Teachers get extra help in the classroom.

Parents get extra resources at home and in school.

Therapists perform tests for $2000-3000 per patient.

Family docs enlist help from consultants and special programs.

Consultant physicians specialize in diagnosing and following kids with mild autism.

The secondary gain is massive.  Autism is now its own industry.

Bernard Shaw said something similar in his play, The Doctor’s Dilemma, 1906. Doctors may do major surgery just because they make money at it.

Price Elasticity

Shaw was too cynical. Most doctors work to avoid major surgery on their patients. And most patients work hard to avoid it too.

Major surgery has a price elasticity approaching zero. Demand will not increase, just because treatment is free.

But demand for other things, such as massage therapy, will increase, when treatment is free. Massage therapy has an elastic price: People consume more, when they do not have to pay for it.

This does not mean that some patients do not need massage therapy, or that they waste the resource, or that they just like massages.

For services with price elasticity greater than zero, marginal benefit determines demand.
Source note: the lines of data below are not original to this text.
use std::ops::Index;
use webwriter_parser::{CompositeExpression, Expression, NodeExpression, Quantifier, SimpleExpression, Span};

/// Index of a node inside a `ResolvedTree`
#[derive(Debug, Clone, Copy, PartialEq, Eq, Hash, PartialOrd, Ord)]
pub struct NodeId(usize);

impl NodeId {
    pub(crate) fn new(index: usize) -> Self {
        Self(index)
    }

    pub fn index(&self) -> usize {
        self.0
    }
}

#[derive(Debug, Clone, PartialEq, Eq)]
pub enum ResolvedKind {
    /// Bound to a concrete node type. `recursive` marks a node type already
    /// being expanded further up, whose content is not expanded again.
    Node { node: String, recursive: bool },
    /// A name the schema does not know, kept as written
    Unresolved { name: String },
    Sequence,
    Alternation,
}

/// One node of a resolved content expression
///
/// `raw` and `span` refer to the text the node was parsed from: the resolved
/// expression for the root's subtree, or the content of the nearest enclosing
/// `Node` ancestor.
#[derive(Debug, Clone, PartialEq)]
pub struct ResolvedNode {
    pub kind: ResolvedKind,
    pub quantifier: Quantifier,
    pub raw: String,
    pub span: Span,
    pub parent: Option<NodeId>,
    pub children: Vec<NodeId>,
}

impl ResolvedNode {
    pub fn node_type(&self) -> Option<&str> {
        match &self.kind {
            ResolvedKind::Node { node, .. } => Some(node),
            _ => None,
        }
    }

    pub fn is_unresolved(&self) -> bool {
        matches!(self.kind, ResolvedKind::Unresolved { .. })
    }
}

/// Content expression bound to a schema
///
/// Nodes live in a flat arena; parents are stored as ids so upward lookups
/// never need owning back-references.
#[derive(Debug, Clone, PartialEq)]
pub struct ResolvedTree {
    nodes: Vec<ResolvedNode>,
}

impl ResolvedTree {
    pub(crate) fn from_nodes(nodes: Vec<ResolvedNode>) -> Self {
        Self { nodes }
    }

    pub fn root(&self) -> NodeId {
        NodeId(0)
    }

    pub fn get(&self, id: NodeId) -> Option<&ResolvedNode> {
        self.nodes.get(id.0)
    }

    pub fn len(&self) -> usize {
        self.nodes.len()
    }

    pub fn is_empty(&self) -> bool {
        self.nodes.is_empty()
    }

    pub fn parent(&self, id: NodeId) -> Option<NodeId> {
        self.get(id).and_then(|n| n.parent)
    }

    pub fn children(&self, id: NodeId) -> &[NodeId] {
        self.get(id).map(|n| n.children.as_slice()).unwrap_or_default()
    }

    /// Parent, grandparent, and so on up to the root
    pub fn ancestors(&self, id: NodeId) -> impl Iterator<Item = NodeId> + '_ {
        std::iter::successors(self.parent(id), move |&p| self.parent(p))
    }

    /// Nearest enclosing node type
    pub fn enclosing_node(&self, id: NodeId) -> Option<&str> {
        self.ancestors(id)
            .find_map(|a| self.get(a).and_then(ResolvedNode::node_type))
    }

    /// Pre-order listing: the root followed by all descendants
    pub fn values(&self) -> Vec<&ResolvedNode> {
        self.preorder().into_iter().map(|id| &self[id]).collect()
    }

    pub fn preorder(&self) -> Vec<NodeId> {
        let mut out = Vec::with_capacity(self.nodes.len());
        if self.nodes.is_empty() {
            return out;
        }
        let mut stack = vec![self.root()];
        while let Some(id) = stack.pop() {
            out.push(id);
            stack.extend(self.children(id).iter().rev());
        }
        out
    }

    /// Leaves whose names the schema does not know
    pub fn unresolved(&self) -> Vec<NodeId> {
        self.preorder()
            .into_iter()
            .filter(|&id| self[id].is_unresolved())
            .collect()
    }

    /// Convert back to an expression tree
    pub fn to_expression(&self) -> Expression {
        self.expression_at(self.root())
    }

    fn expression_at(&self, id: NodeId) -> Expression {
        let node = &self[id];
        let quantifier = node.quantifier;
        let raw = node.raw.clone();
        let span = node.span.clone();
        let mut children = node.children.iter().map(|&c| self.expression_at(c));

        match &node.kind {
            ResolvedKind::Node { node, .. } => Expression::Node(NodeExpression {
                node: node.clone(),
                content: children.next().map(Box::new),
                quantifier,
                raw,
                span,
            }),
            ResolvedKind::Unresolved { name } => Expression::Simple(SimpleExpression {
                content: name.clone(),
                quantifier,
                raw,
                span,
            }),
            ResolvedKind::Sequence => Expression::Sequence(CompositeExpression {
                content: children.collect(),
                quantifier,
                raw,
                span,
            }),
            ResolvedKind::Alternation => Expression::Alternation(CompositeExpression {
                content: children.collect(),
                quantifier,
                raw,
                span,
            }),
        }
    }
}

impl Index<NodeId> for ResolvedTree {
    type Output = ResolvedNode;

    fn index(&self, id: NodeId) -> &ResolvedNode {
        &self.nodes[id.0]
    }
}
use crate::location::Location;
use thiserror::Error;

pub type ParseResult<T> = Result<T, ParseError>;

/// Failure of either grammar: content expressions or CSS value definitions.
#[derive(Error, Debug, Clone, PartialEq)]
pub enum ParseError {
    #[error("Syntax error at {location}: expected {}, found {found}", join_expected(.expected))]
    Syntax {
        expected: Vec<String>,
        found: String,
        location: Location,
    },

    #[error("Invalid quantifier at {location}: minimum {min} is greater than maximum {max}")]
    QuantifierRange { min: u32, max: u32, location: Location },

    #[error("Invalid syntax at {location}: {message}")]
    InvalidSyntax { message: String, location: Location },
}

impl ParseError {
    pub fn syntax(expected: Vec<String>, found: impl Into<String>, location: Location) -> Self {
        Self::Syntax {
            expected,
            found: found.into(),
            location,
        }
    }

    pub fn quantifier_range(min: u32, max: u32, location: Location) -> Self {
        Self::QuantifierRange { min, max, location }
    }

    pub fn invalid_syntax(location: Location, message: impl Into<String>) -> Self {
        Self::InvalidSyntax {
            message: message.into(),
            location,
        }
    }

    pub fn location(&self) -> &Location {
        match self {
            ParseError::Syntax { location, .. } => location,
            ParseError::QuantifierRange { location, .. } => location,
            ParseError::InvalidSyntax { location, .. } => location,
        }
    }

    /// Alternatives that would have been accepted at the failure point.
    pub fn expected(&self) -> &[String] {
        match self {
            ParseError::Syntax { expected, .. } => expected,
            _ => &[],
        }
    }

    fn label(&self) -> String {
        match self {
            ParseError::Syntax { expected, .. } => format!("expected {}", join_expected(expected)),
            ParseError::QuantifierRange { min, max, .. } => {
                format!("{{{},{}}} has a minimum above its maximum", min, max)
            }
            ParseError::InvalidSyntax { message, .. } => message.clone(),
        }
    }
}

fn join_expected(expected: &[String]) -> String {
    match expected {
        [] => "nothing".to_string(),
        [only] => only.clone(),
        [init @ .., last] => format!("{} or {}", init.join(", "), last),
    }
}

/// Pretty-print errors with source context using ariadne
#[cfg(feature = "pretty-errors")]
pub fn format_errors(source: &str, filename: &str, errors: &[ParseError]) -> String {
    use ariadne::{Color, Label, Report, ReportKind, Source};

    let mut output = Vec::new();

    for error in errors {
        let span = error.location().span();

        let report = Report::build(ReportKind::Error, filename, span.start)
            .with_message(error.to_string())
            .with_label(
                Label::new((filename, span.start..span.end))
                    .with_color(Color::Red)
                    .with_message(error.label()),
            )
            .finish();

        if let Err(e) = report.write((filename, Source::from(source)), &mut output) {
            tracing::warn!(error = %e, "failed to render parse error report");
        }
    }

    String::from_utf8(output).unwrap_or_else(|_| "Error formatting failed".to_string())
}

#[cfg(test)]
mod tests {
    use super::*;

    #[test]
    fn test_syntax_error_message_lists_expected() {
        let location = Location::from_span("a |", 3..3);
        let error = ParseError::syntax(
            vec!["'('".to_string(), "identifier".to_string()],
            "end of input",
            location,
        );
        assert_eq!(
            error.to_string(),
            "Syntax error at 1:4: expected '(' or identifier, found end of input"
        );
        assert_eq!(error.expected().len(), 2);
    }

    #[test]
    fn test_quantifier_range_message() {
        let error = ParseError::quantifier_range(5, 2, Location::from_span("a{5,2}", 1..6));
        assert!(error.to_string().contains("minimum 5 is greater than maximum 2"));
        assert!(error.expected().is_empty());
    }

    #[cfg(feature = "pretty-errors")]
    #[test]
    fn test_format_errors_mentions_message() {
        let source = "p | ";
        let error = ParseError::syntax(
            vec!["identifier".to_string()],
            "end of input",
            Location::from_span(source, 4..4),
        );
        let output = format_errors(source, "content.expr", &[error]);
        assert!(output.contains("expected identifier"));
    }
}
How much is the service worth, to me?

What would I give up in order to have the massage, if it were not free?

For some patients, the marginal benefit of massage therapy is less than what they would pay if it were not free. In other words, if they had to pay for it, any benefit above a cost of zero would not be worth the expense for them.

Without question, students and seniors often have zero disposable income, eat cheap food, and live in small apartments. They choose between massages and food. They have no margin to even consider benefit. But most other people consume guided by marginal benefit and cost.

Catastrophic Insurance

Medicare functions best for emergency and trauma care: things with a price elasticity that approaches zero.

For everything with price elasticity above zero, secondary gain and consumption, even with narrow marginal benefit, will collapse the system unless we ration care.

In other words, if too many people gain from a diagnosis, and if people consume ‘free’ services even though they benefit very little, the system will collapse.

Autism places a heavy burden on families. It is a serious disease and warrants special attention. We can often make major improvements. Autism is a worthy goal. But it is one among many others that we never hear about.

We need to have a discussion about what we can do, not just what we would like to do. Many other conditions also vie for attention and funding. What can we accomplish and at what cost?

At some point, the government should be more forthright about the reality of rationing to sustain a public system. Until then, we will see more marches, each for a good cause.

Photo credit: Toronto CityNews

 

15 thoughts on “Autism, Secondary Gain, and Rationing”

  1. What a gutsy blog. What you say makes sense but may lose you some friends. I hope they don’t shoot the messenger.

    1. Hey Gerry

      Please see the long comment I reposted below from a Mom on FB who has an autistic child. She added powerful commentary that makes anything I said look like milquetoast.

      I really tried to emphasize that Autism is a serious disease. Did that not come through?

      I also emphasized that the whole mental-health-industrial-complex is organized to gain from it in an environment with limited resources for all conditions.

      Thanks so much for reading it!

      Cheers

  2. As I read this Shawn, I felt that I could exchange Autism for PTSD and say much the same thing. There is no doubt that PTSD is real but I feel the lawyers have latched onto the disorder and push the doctors to make the diagnosis. Anyway, it’s very brave of you to write as you have and I fear that Gerald is correct that you may lose friends, although not too many I hope.

    1. Thanks Ralph!

      I think we have to ask many hard questions, or our system will collapse. I agree, autism is just one of dozens of other conditions and diagnoses that benefit from the single-payer approach. How can we solve the problem? Who gets to decide how much is spent on Autism vs PTSD vs back pain vs Fibromyalgia?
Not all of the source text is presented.